Research paper: Inconsistent multiple testing corrections

In “Inconsistent multiple testing corrections: The fallacy of using family-based error rates to make inferences about individual hypotheses”, Mark Rubin argues that multiple comparisons corrections like Bonferroni correction are often misapplied. (Rubin also wrote a shorter summary on his own site.)

Rubin’s summary of his argument:

My key point is that researchers should be logically consistent in their use of multiple testing corrections. If researchers use multiple testing corrections, then they should make corresponding statistical inferences about family-based joint hypotheses. They should not correct their alpha level and then only proceed to make statistical inferences about individual hypotheses because such inferences do not require an alpha adjustment.

An inconsistent correction occurs when a researcher corrects their alpha level during multiple testing but does not make an inference about a union alternative hypothesis. In this new article, I discuss this inconsistent correction problem.

What to do about inconsistent corrections?

We should adopt an inference-based perspective that advocates an alpha adjustment in the case of inferences about intersection null hypotheses but not in the case of inferences about individual null hypotheses.

“Intersection null hypothesis” refers to hypotheses of the form “there is no difference in X for groups A, B, and C”. The union alternative hypothesis is that “at least one of A, B, or C differs in X”.

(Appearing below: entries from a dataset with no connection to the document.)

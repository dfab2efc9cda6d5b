//! The stock choreography: ring bindings and per-class reveal poses.
//!
//! These constants are the heart of the piece. As the page scrolls, the rings
//! first drift together over the hero, counter-rotate a full turn through the
//! date section, sweep apart across the story, and swell over the RSVP.
//! Repeated page elements fade or slide in as their own boxes cross the
//! lower part of the viewport, alternating direction by index parity where
//! the layout zig-zags.

use std::f32::consts::TAU;

use glam::Vec2;

use crate::page::{ItemClass, Page};
use crate::scene::ObjectId;
use crate::scroll::{Band, Edge};
use crate::timeline::{Binding, Channel, RevealItem, RevealSpec, ScrollTimeline};

/// Lag time constant shared by all reveals, in seconds.
const REVEAL_SMOOTHING: f32 = 1.0;

/// The four scroll movements of the ring pair.
///
/// `from` values continue where the previous movement left the channel, so
/// consecutive movements hand the rings to each other without jumps.
pub fn ring_bindings() -> Vec<Binding> {
    let mut bindings = Vec::new();

    // Hero: the rings come together while the hero scrolls off the top.
    let hero = Band::new(Edge::top(0.0), Edge::bottom(0.0));
    bindings.push(Binding {
        region: "hero".into(),
        target: ObjectId::Ring(0),
        channel: Channel::PositionX,
        from: -0.6,
        to: 0.3,
        band: hero,
    });
    bindings.push(Binding {
        region: "hero".into(),
        target: ObjectId::Ring(1),
        channel: Channel::PositionX,
        from: 0.6,
        to: -0.3,
        band: hero,
    });

    // Date: a full counter-rotation as the section rises to center screen.
    let date = Band::new(Edge::top(1.0), Edge::center(0.5));
    bindings.push(Binding {
        region: "datetime".into(),
        target: ObjectId::Ring(0),
        channel: Channel::RotationZ,
        from: 0.0,
        to: TAU,
        band: date,
    });
    bindings.push(Binding {
        region: "datetime".into(),
        target: ObjectId::Ring(1),
        channel: Channel::RotationZ,
        from: 0.0,
        to: -TAU,
        band: date,
    });

    // Story: the rings orbit apart, picking up from the hero's end positions.
    let story = Band::new(Edge::top(0.5), Edge::bottom(0.5));
    bindings.push(Binding {
        region: "story".into(),
        target: ObjectId::Ring(0),
        channel: Channel::PositionX,
        from: 0.3,
        to: -1.5,
        band: story,
    });
    bindings.push(Binding {
        region: "story".into(),
        target: ObjectId::Ring(0),
        channel: Channel::PositionY,
        from: 0.0,
        to: 1.0,
        band: story,
    });
    bindings.push(Binding {
        region: "story".into(),
        target: ObjectId::Ring(1),
        channel: Channel::PositionX,
        from: -0.3,
        to: 1.5,
        band: story,
    });
    bindings.push(Binding {
        region: "story".into(),
        target: ObjectId::Ring(1),
        channel: Channel::PositionY,
        from: 0.0,
        to: -1.0,
        band: story,
    });

    // RSVP: both rings swell to one and a half size.
    let rsvp = Band::new(Edge::top(0.5), Edge::center(0.5));
    for ring in 0..2 {
        bindings.push(Binding {
            region: "rsvp".into(),
            target: ObjectId::Ring(ring),
            channel: Channel::ScaleUniform,
            from: 1.0,
            to: 1.5,
            band: rsvp,
        });
    }

    bindings
}

/// Hidden pose, band and smoothing for one reveal element.
///
/// `index` is the element's index within its class; classes that zig-zag
/// alternate sign on even/odd indices.
pub fn reveal_for(class: ItemClass, index: usize) -> (RevealSpec, Band, f32) {
    let even = index % 2 == 0;
    let (spec, band) = match class {
        ItemClass::ContentCard => (
            RevealSpec {
                opacity: 0.0,
                offset: Vec2::new(0.0, 50.0),
                rotation: 0.0,
                scale: 0.95,
            },
            Band::new(Edge::top(0.8), Edge::top(0.5)),
        ),
        ItemClass::StoryItem => (
            RevealSpec {
                opacity: 0.0,
                offset: Vec2::new(-30.0, 0.0),
                rotation: 0.0,
                scale: 1.0,
            },
            Band::new(Edge::top(0.85), Edge::top(0.65)),
        ),
        ItemClass::CountdownBox => (
            RevealSpec {
                opacity: 0.0,
                offset: Vec2::new(0.0, 30.0),
                rotation: 0.0,
                scale: 0.8,
            },
            Band::new(Edge::top(0.85), Edge::top(0.65)),
        ),
        ItemClass::ScheduleItem => (
            RevealSpec {
                opacity: 0.0,
                offset: Vec2::new(if even { -50.0 } else { 50.0 }, 0.0),
                rotation: 0.0,
                scale: 1.0,
            },
            Band::new(Edge::top(0.85), Edge::top(0.65)),
        ),
        ItemClass::DressCard => (
            RevealSpec {
                opacity: 0.0,
                offset: Vec2::new(0.0, 50.0),
                rotation: if even { -5.0 } else { 5.0 },
                scale: 1.0,
            },
            Band::new(Edge::top(0.85), Edge::top(0.65)),
        ),
        ItemClass::GalleryItem => (
            RevealSpec {
                opacity: 0.0,
                offset: Vec2::ZERO,
                rotation: if even { 10.0 } else { -10.0 },
                scale: 0.5,
            },
            Band::new(Edge::top(0.9), Edge::top(0.7)),
        ),
    };
    (spec, band, REVEAL_SMOOTHING)
}

/// Register the page's regions, the ring bindings and one reveal per page
/// item on the timeline.
pub fn install(timeline: &mut ScrollTimeline, page: &Page) {
    for region in page.regions() {
        timeline.add_region(region);
    }
    for binding in ring_bindings() {
        timeline.register(binding);
    }
    for item in page.items() {
        let (spec, band, smoothing) = reveal_for(item.class, item.index);
        timeline.add_reveal(RevealItem::new(item.region.name.clone(), band, spec, smoothing));
    }
}

#[cfg(test)]
mod tests {
    use super::*;

    #[test]
    fn test_ring_bindings_mirror() {
        let bindings = ring_bindings();
        // Hero x targets are opposite.
        let hero: Vec<_> = bindings.iter().filter(|b| b.region == "hero").collect();
        assert_eq!(hero.len(), 2);
        assert_eq!(hero[0].to, -hero[1].to);
        // Date rotations are opposite full turns.
        let date: Vec<_> = bindings.iter().filter(|b| b.region == "datetime").collect();
        assert_eq!(date[0].to, TAU);
        assert_eq!(date[1].to, -TAU);
    }

    #[test]
    fn test_story_continues_from_hero() {
        let bindings = ring_bindings();
        let hero_x0 = bindings
            .iter()
            .find(|b| b.region == "hero" && b.target == ObjectId::Ring(0))
            .map(|b| b.to);
        let story_x0 = bindings
            .iter()
            .find(|b| {
                b.region == "story"
                    && b.target == ObjectId::Ring(0)
                    && b.channel == Channel::PositionX
            })
            .map(|b| b.from);
        assert_eq!(hero_x0, story_x0);
    }

    #[test]
    fn test_parity_alternation() {
        let (even, _, _) = reveal_for(ItemClass::ScheduleItem, 0);
        let (odd, _, _) = reveal_for(ItemClass::ScheduleItem, 1);
        assert_eq!(even.offset.x, -50.0);
        assert_eq!(odd.offset.x, 50.0);

        let (even, _, _) = reveal_for(ItemClass::GalleryItem, 2);
        let (odd, _, _) = reveal_for(ItemClass::GalleryItem, 3);
        assert_eq!(even.rotation, 10.0);
        assert_eq!(odd.rotation, -10.0);
    }

    #[test]
    fn test_install_wires_page() {
        let page = Page::standard();
        let mut timeline = ScrollTimeline::new();
        install(&mut timeline, &page);

        assert_eq!(timeline.reveals().len(), page.items().len());
        assert!(timeline.region("hero").is_some());
        assert!(timeline.region("rsvp").is_some());
        // Every binding's region exists.
        for binding in timeline.bindings() {
            assert!(timeline.region(&binding.region).is_some());
        }
        // Every reveal's region exists.
        for reveal in timeline.reveals() {
            assert!(timeline.region(&reveal.region).is_some());
        }
    }
}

The question of when to apply a correction for multiple comparisons is not an easy one; in my own work, I’ve often been struck by the difficulty of determining which hypotheses are “grouped”. The challenge is that grouped hypotheses are often implicit and reporting decisions are made conditional on the result of those tests.

Consider the common sub-group analysis: I want to say whether some main effect X expresses itself differently in subgroups A, B, and C. If my null hypothesis test is non-significant at my chosen alpha threshold for all three subgroups, I might report this as a test against the intersection null hypothesis. But if one or two (but not all three) tests are significant, I might report this as tests against individual null hypotheses (and proceed to speculate wildly about what makes A and X related). Not a good practice, but I suspect a common one.

In these cases, multiple comparisons corrections are still appropriate because I was implicitly interested in the intersection null hypothesis. For that reason, I generally recommend correction if it will determine what you draw attention to in your results. (If tests are being conducted exhaustively, such as in an appendix table, I don’t think it matters; avoid correction in those cases and present summary statistics clearly to make the life of researchers doing meta-analyses a bit easier.)